If the prose of this passage is to invoke a debate about a free market system vs. a state controlled system, the fall of the Berlin Wall and the countless numbers of people who have risked their lives in Tiananmen square and other places will speak louder about human's basic preference for economic and personal freedom than you or I or the Guardian can ever attest. For the most part, the success of the so-called 'state capitalist' economies have developed out of less interference by the government in the market of private enterprises. It's very simple to understand this; just ask yourself: is the Chinese government more or less involved with the management of the market place today than it was 30 or 40 years ago?

According to a front page report of chinadaily.com, Chinese economists recognize the dire state of US financial affairs that has taken root in the reckless spending of the reign of George Bush.

To make assertion like this, one really has to give the evidence in support of the argument a sense of proportion in order to test its validity. While one can easily argue that Bush has wasted close to a trillion dollars in Iraq over the last five years, for a sum of about $200 billion a year, the most rapid growth of the government is not in defense, but will be in its redistributive areas such as healthcare and social security. The projected unfunded portion of these two programs are $50 trillion over the next 75 years, and even that number might be a little conservative given the way costs have exceeded projections. Permanent and mandatory spending on redistributive politics will be the death of the system, while wars such as Vietnam and Iraq have had short term negative impacts.

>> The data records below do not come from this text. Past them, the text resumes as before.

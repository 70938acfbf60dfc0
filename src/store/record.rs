//! Detection records: the JSON detectors emit and the typed event we analyse

use super::types::{LogEntry, StreamId};
use serde::{Deserialize, Deserializer, Serialize};

pub const UNKNOWN_SOURCE: &str = "unknown";

#[derive(Debug)]
pub enum RecordError {
    Json(serde_json::Error),
    MissingField(&'static str),
    InvalidCount(String),
}

impl From<serde_json::Error> for RecordError {
    fn from(err: serde_json::Error) -> Self {
        RecordError::Json(err)
    }
}

impl std::fmt::Display for RecordError {
    fn fmt(&self, f: &mut std::fmt::Formatter<'_>) -> std::fmt::Result {
        match self {
            RecordError::Json(e) => write!(f, "Malformed record JSON: {}", e),
            RecordError::MissingField(name) => write!(f, "Missing field: {}", name),
            RecordError::InvalidCount(raw) => write!(f, "Invalid count: {:?}", raw),
        }
    }
}

impl std::error::Error for RecordError {}

/// A detection as a detector reports it, before it gets a log position
#[derive(Debug, Clone, PartialEq, Serialize, Deserialize)]
pub struct DetectionRecord {
    pub token_id: String,
    /// Cumulative occurrence count after this detection (not a delta)
    #[serde(deserialize_with = "de_count")]
    pub count: i64,
    #[serde(alias = "container_id", default = "unknown_source")]
    pub source_id: String,
    /// Millis the detector stamped itself, if it did
    #[serde(default, deserialize_with = "de_opt_millis")]
    pub timestamp: Option<i64>,
}

impl DetectionRecord {
    pub fn new(token_id: impl Into<String>, count: i64, source_id: impl Into<String>) -> Self {
        Self {
            token_id: token_id.into(),
            count,
            source_id: source_id.into(),
            timestamp: None,
        }
    }

    pub fn with_timestamp(mut self, timestamp_ms: i64) -> Self {
        self.timestamp = Some(timestamp_ms);
        self
    }

    /// Parse one detector record (one JSON object per line)
    pub fn from_json(line: &str) -> Result<Self, RecordError> {
        Ok(serde_json::from_str(line)?)
    }
}

fn unknown_source() -> String {
    UNKNOWN_SOURCE.to_string()
}

#[derive(Deserialize)]
#[serde(untagged)]
enum NumOrStr {
    Int(i64),
    Float(f64),
    Str(String),
}

fn de_count<'de, D>(deserializer: D) -> Result<i64, D::Error>
where
    D: Deserializer<'de>,
{
    match NumOrStr::deserialize(deserializer)? {
        NumOrStr::Int(v) => Ok(v),
        NumOrStr::Float(v) if v.fract() == 0.0 => Ok(v as i64),
        NumOrStr::Float(v) => Err(serde::de::Error::custom(format!("non-integer count {}", v))),
        NumOrStr::Str(s) => parse_count(&s).map_err(serde::de::Error::custom),
    }
}

fn de_opt_millis<'de, D>(deserializer: D) -> Result<Option<i64>, D::Error>
where
    D: Deserializer<'de>,
{
    Ok(match Option::<NumOrStr>::deserialize(deserializer)? {
        Some(NumOrStr::Int(v)) => Some(v),
        Some(NumOrStr::Float(v)) => Some(v as i64),
        Some(NumOrStr::Str(s)) => s.trim().parse::<i64>().ok(),
        None => None,
    })
}

pub(crate) fn parse_count(raw: &str) -> Result<i64, RecordError> {
    raw.trim()
        .parse::<i64>()
        .map_err(|_| RecordError::InvalidCount(raw.to_string()))
}

/// A well-formed detection read back from the log
#[derive(Debug, Clone, PartialEq, Serialize)]
pub struct Event {
    pub id: StreamId,
    pub token_id: String,
    pub count: i64,
    pub source_id: String,
    pub reported_at: Option<i64>,
}

impl Event {
    /// Validate a raw log row
    ///
    /// `token_id` and an integer `count` are required; a missing source is
    /// attributed to `"unknown"`; an unparsable detector timestamp is dropped.
    pub fn from_entry(entry: &LogEntry) -> Result<Self, RecordError> {
        let token_id = entry
            .token_id
            .clone()
            .ok_or(RecordError::MissingField("token_id"))?;
        let count = parse_count(
            entry
                .count
                .as_deref()
                .ok_or(RecordError::MissingField("count"))?,
        )?;
        let source_id = entry
            .source_id
            .clone()
            .unwrap_or_else(unknown_source);
        let reported_at = entry
            .timestamp
            .as_deref()
            .and_then(|raw| raw.trim().parse::<i64>().ok());

        Ok(Self {
            id: entry.id,
            token_id,
            count,
            source_id,
            reported_at,
        })
    }

    /// Arrival instant, taken from the log id rather than any payload field
    pub fn timestamp_ms(&self) -> i64 {
        self.id.timestamp_ms()
    }
}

And the financial markets didn't give a hoot about the Iraq war. It was at its height in 2005 and 2006 when the war was going down the toilet. The reason for the collapse of the US financial system is that politicians will never give up the power to print money for short term benefits aka winning elections by promising all kinds of unproductive spending and making housing and credit available for all. And they get away with this with the notion that somehow the money supply is best left to the bureaucrats to decide not withstanding the real growth of the economy. I'm sure the Chinese understand this full well, it's just that the main stream media who keep writing these articles are presenting them all wrong.
 

crobato

Colonel
VIP Professional
Feel free to comment on the articles. I like to hear people's thoughts and analysis, that's one of the reasons why I post these articles.

And the financial markets didn't give a hoot about the Iraq war. It was at its height in 2005 and 2006 when the war was going down the toilet. The reason for the collapse of the US financial system is that politicians will never give up the power to print money for short term benefits aka winning elections by promising all kinds of unproductive spending and making housing and credit available for all. And they get away with this with the notion that somehow the money supply is best left to the bureaucrats to decide not withstanding the real growth of the economy. I'm sure the Chinese understand this full well, it's just that the main stream media who keep writing these articles are presenting them all wrong.

I tend to think that the Chinese media doesn't understand how a democracy truly works including its disadvantages coming from a country that isn't a democracy. They have a tendency to think Bush is like an American Emperor.

This statement "The reason for the collapse of the US financial system is that politicians will never give up the power to print money for short term benefits aka winning elections by promising all kinds of unproductive spending and making housing and credit available for all" has been in quite in my mind for some time now. It seems to be a fundamental flaw in populist democracies.

The factor of payment from the rest of the world to the US has been about the same as those flowing from the US to the rest of the world, despite the fact that the face value of US holdings of foreign assets is a lot smaller than foreign holdings of US assets.

It means that money invested to the United States from abroad gets recycled and reinvested abroad again. Money from China goes to the US, US company gets the loan, then reinvests them building a plant in China. And so it goes, ad infinitum.